Thursday, March 31, 2011

Modeling for My Parents



Nancy II . 1914

Nancy Hale, daughter of artists Lilian and Philip Hale did not like to pose. Why not? "While people who paid for portraits by my mother might get their own way about what they wore in them, I, who had been since infancy the built-in, free artist's model around that house, never had any such say.

My mother had drawn me at the age of six weeks in my bassinet; propped up against pillows, at the age of six months, on a background of patterned roses. At the age of one, seated in a baby carriage, I made a spot in an Impressionist painting by my father. There is a portrait of me at six wearing a dark-blue straw hat with red cherries, but that is the only article of apparel in any picture of me I remember having any fondness for, and even in that portrait I look glum.

Lilian Wescott Hale (1881 - 1963) . The Cherry Hat
Museum of Fine Arts, Boston

At seven I was posed with my hair parted in the middle and tied with two bows, too tight, which hurt. A prize-winning painting of my mother's called Nancy and the Map of Europe shows me and my large doll dressed in identical blue cotton-crepe dresses with waistlines up under the armpits, and white guimpes. I hated dresses with high waistlines, because the other girls wore dresses with low waistlines. For that matter, I hated my doll, too.

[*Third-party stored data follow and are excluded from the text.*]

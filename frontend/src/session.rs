//! 会话存储
//!
//! 两个固定槽位（当前用户 / 在途乘车请求），以 JSON 存放在
//! 浏览器 sessionStorage 中，随标签页存活，无过期、无版本迁移。
//! 损坏的值一律按"不存在"处理（fail open），绝不让启动恢复流程崩溃。

use gloo_storage::errors::StorageError;
use gloo_storage::{SessionStorage, Storage};
use serde::Serialize;
use serde::de::DeserializeOwned;

/// 当前用户槽位
pub const KEY_USER: &str = "user";
/// 在途乘车请求槽位
pub const KEY_RIDE_REQUEST: &str = "rideRequest";

// =========================================================
// 抽象存储接口
// =========================================================

/// 同步键值槽位。实现必须满足 fail-open 语义：
/// 任何读取异常都表现为 `None`，而不是错误或 panic。
pub trait SessionStore {
    fn load<T: DeserializeOwned>(&self, key: &str) -> Option<T>;
    fn save<T: Serialize>(&self, key: &str, value: &T);
    fn clear(&self, key: &str);
}

// =========================================================
// 实现层: 浏览器 sessionStorage
// =========================================================

#[derive(Clone, Copy, Default)]
pub struct BrowserSession;

impl SessionStore for BrowserSession {
    fn load<T: DeserializeOwned>(&self, key: &str) -> Option<T> {
        match SessionStorage::get::<T>(key) {
            Ok(value) => Some(value),
            // 键不存在是正常情况（首次访问）
            Err(StorageError::KeyNotFound(_)) => None,
            Err(e) => {
                tracing::warn!(key, error = %e, "ignoring unreadable session value");
                None
            }
        }
    }

    fn save<T: Serialize>(&self, key: &str, value: &T) {
        // 存储只是断线续传的优化，写失败不影响当前会话
        if let Err(e) = SessionStorage::set(key, value) {
            tracing::warn!(key, error = %e, "failed to persist session value");
        }
    }

    fn clear(&self, key: &str) {
        SessionStorage::delete(key);
    }
}

// =========================================================
// 测试环境实现 (Mock)
// =========================================================
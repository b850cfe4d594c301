//! 表单状态管理模块
//!
//! 将零散的 signal 整合为 `FormState` 结构体，负责：
//! - 数据的持有
//! - 数据的重置
//! - 数据到待校验草稿的转换

use crate::lifecycle::RideDraft;
use leptos::prelude::*;
use ridewave_shared::PaymentMethod;

/// 表单状态结构体
///
/// 使用 `RwSignal` 因为它实现了 `Copy` trait，非常适合作为 Props 在组件间传递。
#[derive(Clone, Copy)]
pub struct FormState {
    /// 上车点文本（"纬度, 经度"）
    pub pickup: RwSignal<String>,
    /// 下车点文本（"纬度, 经度"）
    pub dropoff: RwSignal<String>,
    /// 最长等待时间（分钟，保留原始文本以便报出非数字输入）
    pub max_wait_minutes: RwSignal<String>,
    pub payment_method: RwSignal<PaymentMethod>,
}

impl FormState {
    /// 创建新的表单状态，所有字段使用默认值
    pub fn new() -> Self {
        Self {
            pickup: RwSignal::new(String::new()),
            dropoff: RwSignal::new(String::new()),
            max_wait_minutes: RwSignal::new("30".to_string()),
            payment_method: RwSignal::new(PaymentMethod::default()),
        }
    }

    /// 重置表单到初始状态
    pub fn reset(&self) {
        self.pickup.set(String::new());
        self.dropoff.set(String::new());
        self.max_wait_minutes.set("30".to_string());
        self.payment_method.set(PaymentMethod::default());
    }

    /// 把表单当前值快照为草稿，校验交给生命周期逻辑层
    pub fn to_draft(&self) -> RideDraft {
        RideDraft {
            pickup: self.pickup.get_untracked(),
            dropoff: self.dropoff.get_untracked(),
            max_wait_minutes: self.max_wait_minutes.get_untracked(),
            payment_method: self.payment_method.get_untracked(),
        }
    }
}

impl Default for FormState {
    fn default() -> Self {
        Self::new()
    }
}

Nancy and the Map of Europe

I had to pose so much in my childhood that when I reached the age of about thirteen I finally figured out a requirement of my own. I wouldn't pose, I said, unless I could be painted with a book. So all subsequent pictures show me in the act of reading. Several are silhouetted against a window; some show the book, some don't; but all have the eyes downcast. *


* from The Life in the Studio by Nancy Hale . Little, Brown and Company, 1957

2 comments:

  1. The opposite of my granddaughters who love to be the subject of photos or a painting (they're in a painting now -- with Grandpa -- that I just finished).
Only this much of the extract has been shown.